* [What you should do]: Using the listing below, copy every line that mentions "FailingClassifier".

* [Records supplied]:
▬▬▬▬▬▬▬▬▬▬

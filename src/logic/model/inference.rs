//! Inference Stage - ONNX Runtime Integration
//!
//! Runs the trained classifier on one fully prepared feature vector. The
//! classifier sits behind a trait so the serving pipeline does not care which
//! runtime produced the score.

use std::sync::atomic::{AtomicU64, Ordering};

use ndarray::Array2;
use once_cell::sync::OnceCell;
use ort::session::{builder::GraphOptimizationLevel, Session};
use ort::value::Value;
use parking_lot::RwLock;

use crate::logic::features::layout::FEATURE_COUNT;
use crate::logic::features::vector::FeatureVector;

// ============================================================================
// STATE
// ============================================================================

/// Latency stats (microseconds)
static LATENCY_SUM: AtomicU64 = AtomicU64::new(0);
static PREDICTION_COUNT: AtomicU64 = AtomicU64::new(0);

/// One-time ONNX Runtime environment init
static ORT_INIT: OnceCell<()> = OnceCell::new();

fn ensure_runtime() -> Result<(), InferenceError> {
    ORT_INIT
        .get_or_try_init(|| {
            ort::init()
                .commit()
                .map(|_| ())
                .map_err(|e| InferenceError(format!("Failed to init ONNX Runtime: {}", e)))
        })
        .map(|_| ())
}

// ============================================================================
// ERROR HANDLING
// ============================================================================

#[derive(Debug)]
pub struct InferenceError(pub String);

impl std::fmt::Display for InferenceError {
    fn fmt(&self, f: &mut std::fmt::Formatter<'_>) -> std::fmt::Result {
        write!(f, "InferenceError: {}", self.0)
    }
}

impl std::error::Error for InferenceError {}

// ============================================================================
// CLASSIFIER TRAIT
// ============================================================================

/// One fully prepared record in, one purchase-likelihood scalar out.
///
/// Implementations should return a calibrated class-1 probability where the
/// underlying model exposes one; the serving layer clamps whatever comes back
/// into [0, 1] before display either way.
pub trait Classifier: Send + Sync {
    fn predict(&self, vector: &FeatureVector) -> Result<f32, InferenceError>;

    /// Short runtime description for status reporting
    fn describe(&self) -> &str;
}

// ============================================================================
// ONNX IMPLEMENTATION
// ============================================================================

/// The trained classifier behind an ONNX Runtime session
pub struct OnnxClassifier {
    session: RwLock<Session>,
    input_name: String,
    /// Preferred output carrying class probabilities, if the export has one
    probabilities_output: Option<String>,
    /// Fallback output (raw score or hard label)
    fallback_output: Option<String>,
}

impl OnnxClassifier {
    /// Build a session from raw model bytes
    pub fn from_bytes(model_bytes: &[u8]) -> Result<Self, InferenceError> {
        ensure_runtime()?;

        log::info!("Loading ONNX classifier ({} bytes)", model_bytes.len());

        let session = Session::builder()
            .map_err(|e| InferenceError(format!("Failed to create session builder: {}", e)))?
            .with_optimization_level(GraphOptimizationLevel::Level3)
            .map_err(|e| InferenceError(format!("Failed to set optimization: {}", e)))?
            .commit_from_memory(model_bytes)
            .map_err(|e| InferenceError(format!("Failed to load model: {}", e)))?;

        let input_name = session
            .inputs
            .first()
            .map(|i| i.name.clone())
            .unwrap_or_else(|| "float_input".to_string());

        // Prefer the export's probabilities output; anything named like a
        // hard label is only a last resort.
        let probabilities_output = session
            .outputs
            .iter()
            .find(|o| o.name.contains("prob"))
            .map(|o| o.name.clone());

        let fallback_output = session
            .outputs
            .iter()
            .find(|o| !o.name.contains("label"))
            .or_else(|| session.outputs.last())
            .map(|o| o.name.clone());

        log::info!(
            "ONNX classifier ready (input: {}, probabilities: {:?}, fallback: {:?})",
            input_name,
            probabilities_output,
            fallback_output
        );

        Ok(Self {
            session: RwLock::new(session),
            input_name,
            probabilities_output,
            fallback_output,
        })
    }

    fn run_session(&self, vector: &FeatureVector) -> Result<f32, InferenceError> {
        // Input tensor, shape [1, FEATURE_COUNT]
        let input_array = Array2::<f32>::from_shape_vec((1, FEATURE_COUNT), vector.values.to_vec())
            .map_err(|e| InferenceError(format!("Failed to create input array: {}", e)))?;

        let input_tensor = Value::from_array(input_array)
            .map_err(|e| InferenceError(format!("Failed to create tensor: {}", e)))?;

        // Write lock: session.run takes &mut
        let mut session = self.session.write();
        let outputs = session
            .run(ort::inputs![self.input_name.as_str() => input_tensor])
            .map_err(|e| InferenceError(format!("Inference failed: {}", e)))?;

        for name in [&self.probabilities_output, &self.fallback_output]
            .into_iter()
            .flatten()
        {
            if let Some(output) = outputs.get(name.as_str()) {
                if let Ok((shape, data)) = output.try_extract_tensor::<f32>() {
                    let dims: Vec<i64> = shape.iter().copied().collect();
                    return Ok(scalar_from_tensor(&dims, data));
                }
            }
        }

        Err(InferenceError(
            "No extractable f32 output in model".to_string(),
        ))
    }
}

impl Classifier for OnnxClassifier {
    fn predict(&self, vector: &FeatureVector) -> Result<f32, InferenceError> {
        vector
            .validate()
            .map_err(|e| InferenceError(format!("Stale feature vector: {}", e)))?;
        self.run_session(vector)
    }

    fn describe(&self) -> &str {
        "ONNX Runtime (CPU)"
    }
}

/// Pick the class-1 probability out of a classifier output tensor.
/// Handles [1, n_classes], [1, 1] and flat shapes.
fn scalar_from_tensor(dims: &[i64], data: &[f32]) -> f32 {
    let class_count = match dims {
        [_, n] => *n as usize,
        [n] => *n as usize,
        _ => data.len(),
    };

    if class_count >= 2 && data.len() >= 2 {
        data[1]
    } else {
        data.first().copied().unwrap_or(0.0)
    }
}

// ============================================================================
// PREDICTION
// ============================================================================

/// Run the classifier on one prepared record and clamp the result into [0, 1].
///
/// The clamp is a display-safety measure: an export that emits a hard 0/1
/// class label still renders as a probability-like value. It does not make an
/// uncalibrated score calibrated.
pub fn predict_probability(
    classifier: &dyn Classifier,
    vector: &FeatureVector,
) -> Result<f32, InferenceError> {
    let start = std::time::Instant::now();

    let raw = classifier.predict(vector)?;
    let probability = raw.clamp(0.0, 1.0);

    let elapsed = start.elapsed().as_micros() as u64;
    LATENCY_SUM.fetch_add(elapsed, Ordering::Relaxed);
    PREDICTION_COUNT.fetch_add(1, Ordering::Relaxed);

    log::debug!(
        "Prediction complete (raw: {:.4}, clamped: {:.4}, {}us)",
        raw,
        probability,
        elapsed
    );

    Ok(probability)
}

/// (prediction count, average latency in milliseconds)
pub fn inference_metrics() -> (u64, f32) {
    let sum = LATENCY_SUM.load(Ordering::Relaxed);
    let count = PREDICTION_COUNT.load(Ordering::Relaxed);
    let avg_ms = if count > 0 {
        (sum as f32 / count as f32) / 1000.0
    } else {
        0.0
    };
    (count, avg_ms)
}

// ============================================================================
// TESTS
// ============================================================================

#[cfg(test)]
mod tests {
    use super::*;

    /// Classifier returning a fixed raw score
    struct FixedClassifier(f32);

    impl Classifier for FixedClassifier {
        fn predict(&self, _vector: &FeatureVector) -> Result<f32, InferenceError> {
            Ok(self.0)
        }

        fn describe(&self) -> &str {
            "fixed"
        }
    }

    fn vector() -> FeatureVector {
        FeatureVector::from_values([0.0; FEATURE_COUNT])
    }

    #[test]
    fn test_output_clamped_into_unit_interval() {
        for (raw, expected) in [(-5.0, 0.0), (0.5, 0.5), (1.0, 1.0), (2.0, 1.0)] {
            let classifier = FixedClassifier(raw);
            let p = predict_probability(&classifier, &vector()).unwrap();
            assert_eq!(p, expected, "raw {} should clamp to {}", raw, expected);
        }
    }

    #[test]
    fn test_classifier_failure_propagates() {
        struct FailingClassifier;
        impl Classifier for FailingClassifier {
            fn predict(&self, _vector: &FeatureVector) -> Result<f32, InferenceError> {
                Err(InferenceError("boom".to_string()))
            }
            fn describe(&self) -> &str {
                "failing"
            }
        }

        assert!(predict_probability(&FailingClassifier, &vector()).is_err());
    }

    #[test]
    fn test_metrics_accumulate() {
        let before = inference_metrics().0;
        let _ = predict_probability(&FixedClassifier(0.5), &vector());
        assert!(inference_metrics().0 > before);
    }

    #[test]
    fn test_scalar_from_class_probability_tensor() {
        // [1, 2] probabilities -> class 1
        assert_eq!(scalar_from_tensor(&[1, 2], &[0.25, 0.75]), 0.75);
        // [1, 1] single score
        assert_eq!(scalar_from_tensor(&[1, 1], &[0.4]), 0.4);
        // flat [2]
        assert_eq!(scalar_from_tensor(&[2], &[0.1, 0.9]), 0.9);
        // empty fallback
        assert_eq!(scalar_from_tensor(&[0], &[]), 0.0);
    }
}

▬▬▬▬▬▬▬▬▬▬

* [Written answer]:
        struct FailingClassifier;
        impl Classifier for FailingClassifier {
        assert!(predict_probability(&FailingClassifier, &vector()).is_err());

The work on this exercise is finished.